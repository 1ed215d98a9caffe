use serde::{Deserialize, Serialize};
use std::fmt::Display;

use super::metadata::MetadataRecord;

/// Status tag carried by every successfully recognized document.
pub const OCR_SUCCESS: &str = "success";

/// Status tag for a source document with no readable pages.
pub const OCR_EMPTY_DOCUMENT: &str = "error: PDF file is empty or corrupted";

/// Status tag for a file the batch stopped before reaching.
pub const OCR_NOT_PROCESSED: &str = "error: not processed (batch cancelled)";

/// Recognized text of one document plus a human-readable status.
///
/// Callers check [`OcrResult::is_success`] (the `success` sentinel) rather than
/// matching on structured error codes.
#[derive(Debug, Clone, PartialEq, Eq, Serialize, Deserialize)]
pub struct OcrResult {
    pub text: String,
    pub status: String,
}

impl OcrResult {
    pub fn success(text: impl Into<String>) -> Self {
        Self {
            text: text.into(),
            status: OCR_SUCCESS.to_string(),
        }
    }

    /// Engine failures embed the diagnostic in both fields so downstream
    /// extraction sees it in place of document text.
    pub fn engine_failure(error: impl Display) -> Self {
        let diagnostic = format!("OCR technical error: {}", error);
        Self {
            text: diagnostic.clone(),
            status: diagnostic,
        }
    }

    pub fn empty_document() -> Self {
        Self {
            text: String::new(),
            status: OCR_EMPTY_DOCUMENT.to_string(),
        }
    }

    pub fn is_success(&self) -> bool {
        self.status == OCR_SUCCESS
    }
}

/// One output row of a batch run.
#[derive(Debug, Clone, Serialize, Deserialize)]
pub struct BatchRow {
    pub original_name: String,
    /// 1-based position of the file within the batch.
    pub sequence_number: usize,
    /// Name under which the file was archived, the synthesized name when the
    /// copy was skipped, or empty when the file was never processed.
    pub new_name: String,
    pub archived: bool,
    pub ocr_status: String,
    pub metadata: MetadataRecord,
}

impl BatchRow {
    /// Row for a file left behind by a cancelled batch: nothing archived,
    /// every field flagged for attention.
    pub fn not_processed(original_name: String, sequence_number: usize) -> Self {
        let mut metadata = MetadataRecord::new();
        metadata.finalize(false);
        Self {
            original_name,
            sequence_number,
            new_name: String::new(),
            archived: false,
            ocr_status: OCR_NOT_PROCESSED.to_string(),
            metadata,
        }
    }
}
pub mod config;
pub mod context_memory;
pub mod ingestion;
pub mod metadata_extraction;
pub mod models;
pub mod ocr;
pub mod services;
pub mod utils;

pub use config::Config;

-- -- --

What to produce
For each line in the listing, return it exactly as shown.

Your solution
repository 1ed215d98a9caffe
use serde::{Deserialize, Serialize};
use std::fmt::Display;

use super::metadata::MetadataRecord;

/// Status tag carried by every successfully recognized document.
pub const OCR_SUCCESS: &str = "success";

/// Status tag for a source document with no readable pages.
pub const OCR_EMPTY_DOCUMENT: &str = "error: PDF file is empty or corrupted";

/// Status tag for a file the batch stopped before reaching.
pub const OCR_NOT_PROCESSED: &str = "error: not processed (batch cancelled)";

/// Recognized text of one document plus a human-readable status.
///
/// Callers check [`OcrResult::is_success`] (the `success` sentinel) rather than
/// matching on structured error codes.
#[derive(Debug, Clone, PartialEq, Eq, Serialize, Deserialize)]
pub struct OcrResult {
    pub text: String,
    pub status: String,
}

impl OcrResult {
    pub fn success(text: impl Into<String>) -> Self {
        Self {
            text: text.into(),
            status: OCR_SUCCESS.to_string(),
        }
    }

    /// Engine failures embed the diagnostic in both fields so downstream
    /// extraction sees it in place of document text.
    pub fn engine_failure(error: impl Display) -> Self {
        let diagnostic = format!("OCR technical error: {}", error);
        Self {
            text: diagnostic.clone(),
            status: diagnostic,
        }
    }

    pub fn empty_document() -> Self {
        Self {
            text: String::new(),
            status: OCR_EMPTY_DOCUMENT.to_string(),
        }
    }

    pub fn is_success(&self) -> bool {
        self.status == OCR_SUCCESS
    }
}

/// One output row of a batch run.
#[derive(Debug, Clone, Serialize, Deserialize)]
pub struct BatchRow {
    pub original_name: String,
    /// 1-based position of the file within the batch.
    pub sequence_number: usize,
    /// Name under which the file was archived, the synthesized name when the
    /// copy was skipped, or empty when the file was never processed.
    pub new_name: String,
    pub archived: bool,
    pub ocr_status: String,
    pub metadata: MetadataRecord,
}

impl BatchRow {
    /// Row for a file left behind by a cancelled batch: nothing archived,
    /// every field flagged for attention.
    pub fn not_processed(original_name: String, sequence_number: usize) -> Self {
        let mut metadata = MetadataRecord::new();
        metadata.finalize(false);
        Self {
            original_name,
            sequence_number,
            new_name: String::new(),
            archived: false,
            ocr_status: OCR_NOT_PROCESSED.to_string(),
            metadata,
        }
    }
}
pub mod config;
pub mod context_memory;
pub mod ingestion;
pub mod metadata_extraction;
pub mod models;
pub mod ocr;
pub mod services;
pub mod utils;

pub use config::Config;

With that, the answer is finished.